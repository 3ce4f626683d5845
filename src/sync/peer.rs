//! Per-connection peer bookkeeping.

use std::time::Instant;

/// Sequence counters and activity timestamps for one connection epoch.
///
/// `local_sequence` strictly increases on every send within an epoch and is
/// reset explicitly by [`reset_for_connection`](Self::reset_for_connection)
/// when a new connection is established, never implicitly. The relay
/// envelope carries no sequence field, so `remote_sequence` counts events
/// received from the peer.
///
/// `partner_alive` is recomputed from `last_received_at`; the only place it
/// is set `true` directly is on receipt of a peer event.
#[derive(Debug, Clone, Default)]
pub struct PeerState {
    /// Sends this epoch, strictly increasing.
    pub local_sequence: u32,
    /// Peer events received this epoch.
    pub remote_sequence: u32,
    /// Value carried by our last data send (heartbeats excluded).
    pub last_local_value: Option<f64>,
    /// When we last sent anything.
    pub last_sent_at: Option<Instant>,
    /// When we last received a peer event.
    pub last_received_at: Option<Instant>,
    /// Whether the partner has been heard from recently.
    pub partner_alive: bool,
}

impl PeerState {
    /// Fresh, never-connected state.
    pub fn new() -> Self {
        Self::default()
    }

    /// Record an outbound send; returns the new sequence number.
    pub fn record_send(&mut self, now: Instant) -> u32 {
        self.local_sequence = self.local_sequence.saturating_add(1);
        self.last_sent_at = Some(now);
        self.local_sequence
    }

    /// Record the value of an outbound data send.
    pub fn record_value(&mut self, value: f64) {
        self.last_local_value = Some(value);
    }

    /// Record receipt of a peer event.
    pub fn record_received(&mut self, now: Instant) {
        self.remote_sequence = self.remote_sequence.saturating_add(1);
        self.last_received_at = Some(now);
        self.partner_alive = true;
    }

    /// Start a new connection epoch.
    ///
    /// Sequence numbers restart at zero and the partner must prove itself
    /// alive again; the last sent value survives so the change threshold
    /// keeps its meaning across the reconnect.
    pub fn reset_for_connection(&mut self) {
        self.local_sequence = 0;
        self.remote_sequence = 0;
        self.last_sent_at = None;
        self.last_received_at = None;
        self.partner_alive = false;
    }
}

#[cfg(test)]
mod tests {
    use super::*;

    #[test]
    fn test_sequences_increase() {
        let mut peer = PeerState::new();
        let now = Instant::now();

        assert_eq!(peer.record_send(now), 1);
        assert_eq!(peer.record_send(now), 2);
        assert_eq!(peer.local_sequence, 2);

        peer.record_received(now);
        peer.record_received(now);
        assert_eq!(peer.remote_sequence, 2);
        assert!(peer.partner_alive);
    }

    #[test]
    fn test_reset_keeps_last_value() {
        let mut peer = PeerState::new();
        let now = Instant::now();

        peer.record_send(now);
        peer.record_value(93.0);
        peer.record_received(now);

        peer.reset_for_connection();
        assert_eq!(peer.local_sequence, 0);
        assert_eq!(peer.remote_sequence, 0);
        assert!(!peer.partner_alive);
        assert!(peer.last_sent_at.is_none());
        // Threshold comparisons stay meaningful across reconnects.
        assert_eq!(peer.last_local_value, Some(93.0));
    }
}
────────
▶ **Task details**
Report how many lines of the entries above contain the word "outbound", giving the number by itself.

▶ **Written response**
2